L’écrivain rappelle qu’il a perdu son père assez jeune. « De ce point de vue, c’est vrai que c’est un roman plus personnel. Je savais ce que c’était qu’être un adolescent qui a perdu son père. »
Les souvenirs de camps de vacances qu’il évoque dans Sang famille ressemblent aux siens. « Cette idée de l’ado qui va à un camp de voile et qui n’aime pas la voile, c’était un peu mon cas. J’ai fait beaucoup de camps d’ado aussi. »
C’est le seul roman à se dérouler dans un lieu imaginaire. « Sang famille est vraiment le seul qui est aussi marqué. J’ai mis tous les ingrédients d’une île imaginaire, et je ne trouvais pas d’île française qui corresponde à tout ça. Il y avait vraiment une volonté de faire quelque chose qui se rapprochait de L’Île
au trésor de Stevenson. « Je voulais être dans l’imaginaire, dans le type de récit de quête initiatique d’adolescent, qui me semblait bien entrer dans cette invention d’une île, dont on invente tout un univers. Ça me plaisait beaucoup. J’ai adoré travailler en imaginaire pur. « Écrire un huis clos se déroulant sur une île renvoie aussi à des livres d’Agatha Christie, à L’Île aux
trente cercueils de Maurice Leblanc. Il y avait quelque chose d’assez classique à inventer une île où se déroule un huis clos, parce qu’il n’y a rien qui vient le parasiter parce qu’on maîtrise absolument tous les éléments. On n’a pas de contraintes. J’ai adoré écrire sur l’île de la Réunion et sur la Corse, mais inventer une île imaginaire, pour un romancier, c’est un plaisir sans doute supplémentaire. »

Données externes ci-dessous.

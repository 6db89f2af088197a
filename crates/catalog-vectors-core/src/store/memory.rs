//! In-memory [`VectorStore`] implementation for testing and dry runs.
//!
//! Uses `HashMap`s behind `std::sync::RwLock`. Search is brute-force
//! cosine similarity over every point in the collection.

use std::collections::HashMap;
use std::sync::RwLock;

use crate::embedding::cosine_similarity;
use crate::error::StoreError;
use crate::models::{
    sort_by_score, Ack, BackendKind, Embedding, HealthStatus, IndexedPoint, Record, SearchResult,
};

use super::{StoreOptions, VectorStore};

struct StoredPoint {
    vector: Embedding,
    payload: Record,
}

struct Collection {
    dims: usize,
    points: HashMap<u64, StoredPoint>,
}

/// In-memory store. State lives only as long as the value.
pub struct InMemoryStore {
    options: StoreOptions,
    collections: RwLock<HashMap<String, Collection>>,
}

impl InMemoryStore {
    pub fn new(options: StoreOptions) -> Self {
        Self {
            options,
            collections: RwLock::new(HashMap::new()),
        }
    }

    /// Number of points in `collection`, or `None` if it does not exist.
    pub fn point_count(&self, collection: &str) -> Option<usize> {
        self.collections
            .read()
            .ok()?
            .get(collection)
            .map(|c| c.points.len())
    }

    fn poisoned(&self, collection: &str) -> StoreError {
        StoreError::Backend {
            backend: BackendKind::Memory,
            collection: collection.to_string(),
            message: "store lock poisoned".to_string(),
            transient: false,
        }
    }
}

impl Default for InMemoryStore {
    fn default() -> Self {
        Self::new(StoreOptions::default())
    }
}

impl VectorStore for InMemoryStore {
    fn backend(&self) -> BackendKind {
        BackendKind::Memory
    }

    fn health_check(&self) -> HealthStatus {
        match self.collections.read() {
            Ok(collections) => HealthStatus::ok(format!(
                "in-memory store with {} collection(s)",
                collections.len()
            )),
            Err(_) => HealthStatus::failed("in-memory store lock poisoned"),
        }
    }

    fn upsert(&self, point: &IndexedPoint, collection: &str) -> Result<Ack, StoreError> {
        point.validate()?;
        let mut collections = self
            .collections
            .write()
            .map_err(|_| self.poisoned(collection))?;
        let dims = collections
            .get(collection)
            .map_or(self.options.dims, |c| c.dims);
        if point.vector.len() != dims {
            return Err(StoreError::DimensionMismatch {
                collection: collection.to_string(),
                expected: dims,
                actual: point.vector.len(),
            });
        }
        let entry = collections
            .entry(collection.to_string())
            .or_insert_with(|| Collection {
                dims,
                points: HashMap::new(),
            });
        entry.points.insert(
            point.id,
            StoredPoint {
                vector: point.vector.clone(),
                payload: point.payload.clone(),
            },
        );
        Ok(Ack::Applied)
    }

    fn clear(&self, collection: &str) -> Result<Ack, StoreError> {
        let mut collections = self
            .collections
            .write()
            .map_err(|_| self.poisoned(collection))?;
        Ok(match collections.remove(collection) {
            Some(_) => Ack::Applied,
            None => Ack::NoOp,
        })
    }

    fn search(
        &self,
        vector: &[f32],
        collection: &str,
        limit: usize,
    ) -> Result<Vec<SearchResult>, StoreError> {
        let collections = self
            .collections
            .read()
            .map_err(|_| self.poisoned(collection))?;
        let Some(stored) = collections.get(collection) else {
            return Ok(Vec::new());
        };
        if vector.len() != stored.dims {
            return Err(StoreError::DimensionMismatch {
                collection: collection.to_string(),
                expected: stored.dims,
                actual: vector.len(),
            });
        }
        let mut results: Vec<SearchResult> = stored
            .points
            .iter()
            .map(|(id, p)| SearchResult {
                id: *id,
                score: cosine_similarity(vector, &p.vector),
                payload: p.payload.clone(),
            })
            .collect();
        sort_by_score(&mut results);
        results.truncate(limit);
        Ok(results)
    }
}

#[cfg(test)]
mod tests {
    use super::*;
    use crate::models::CellValue;

    fn store(dims: usize) -> InMemoryStore {
        InMemoryStore::new(StoreOptions { dims })
    }

    fn point(id: u64, vector: Vec<f32>, name: &str) -> IndexedPoint {
        let mut payload = Record::new();
        payload.insert("name".to_string(), CellValue::Text(name.to_string()));
        IndexedPoint::new(id, vector, payload)
    }

    #[test]
    fn test_self_search_scores_one() {
        let s = store(3);
        s.upsert(&point(1, vec![0.2, 0.4, 0.9], "only"), "c").unwrap();
        let results = s.search(&[0.2, 0.4, 0.9], "c", 5).unwrap();
        assert_eq!(results.len(), 1);
        assert_eq!(results[0].id, 1);
        assert!((results[0].score - 1.0).abs() < 1e-6);
    }

    #[test]
    fn test_upsert_replaces_by_id() {
        let s = store(2);
        s.upsert(&point(1, vec![1.0, 0.0], "first"), "c").unwrap();
        s.upsert(&point(1, vec![0.0, 1.0], "second"), "c").unwrap();
        assert_eq!(s.point_count("c"), Some(1));
        let results = s.search(&[0.0, 1.0], "c", 5).unwrap();
        assert_eq!(
            results[0].payload["name"],
            CellValue::Text("second".to_string())
        );
    }

    #[test]
    fn test_results_sorted_and_limited() {
        let s = store(2);
        s.upsert(&point(1, vec![1.0, 0.0], "x"), "c").unwrap();
        s.upsert(&point(2, vec![0.7, 0.7], "xy"), "c").unwrap();
        s.upsert(&point(3, vec![0.0, 1.0], "y"), "c").unwrap();
        let results = s.search(&[1.0, 0.1], "c", 2).unwrap();
        let ids: Vec<u64> = results.iter().map(|r| r.id).collect();
        assert_eq!(ids, vec![1, 2]);
    }

    #[test]
    fn test_clear_missing_collection_is_noop() {
        let s = store(2);
        assert_eq!(s.clear("nope").unwrap(), Ack::NoOp);
        s.upsert(&point(1, vec![1.0, 0.0], "x"), "c").unwrap();
        assert_eq!(s.clear("c").unwrap(), Ack::Applied);
        assert_eq!(s.point_count("c"), None);
    }

    #[test]
    fn test_search_missing_or_cleared_collection_is_empty() {
        let s = store(2);
        assert!(s.search(&[1.0, 0.0], "nope", 5).unwrap().is_empty());
        s.upsert(&point(1, vec![1.0, 0.0], "x"), "c").unwrap();
        s.clear("c").unwrap();
        assert!(s.search(&[1.0, 0.0], "c", 5).unwrap().is_empty());
    }

    #[test]
    fn test_dimension_mismatch() {
        let s = store(3);
        let err = s.upsert(&point(1, vec![1.0, 0.0], "x"), "c").unwrap_err();
        assert!(matches!(
            err,
            StoreError::DimensionMismatch {
                expected: 3,
                actual: 2,
                ..
            }
        ));
        // A rejected first point leaves nothing behind.
        assert_eq!(s.point_count("c"), None);
        assert_eq!(s.clear("c").unwrap(), Ack::NoOp);
    }

    #[test]
    fn test_invalid_point_rejected_before_collection_created() {
        let s = store(2);
        let err = s.upsert(&point(0, vec![1.0, 0.0], "x"), "c").unwrap_err();
        assert!(matches!(err, StoreError::InvalidPoint { .. }));
        assert_eq!(s.point_count("c"), None);
    }

    #[test]
    fn test_health_check_reports_ok() {
        let status = store(2).health_check();
        assert!(status.healthy);
        assert!(status.message.contains("0 collection"));
    }
}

Il a aimé retravailler ce roman – il a d’ailleurs ajouté un personnage féminin. « Je trouvais qu’il y avait une fraîcheur dans les personnages et dans les dialogues que je trouvais assez légers, assez drôles et que je n’avais pas du tout envie de changer. J’ai aimé le côté “second degré” des personnages. » Professeur de géographie à l’université de Rouen, Michel Bussi est le troisième auteur français le plus lu en 2017 d’après le palmarès du Figaro. Il a écrit de nombreux polars et a obtenu quantité de prix. Ses ouvrages ont été traduits en 34 langues et les droits de ses romans ont été vendus pour le cinéma et la télévision.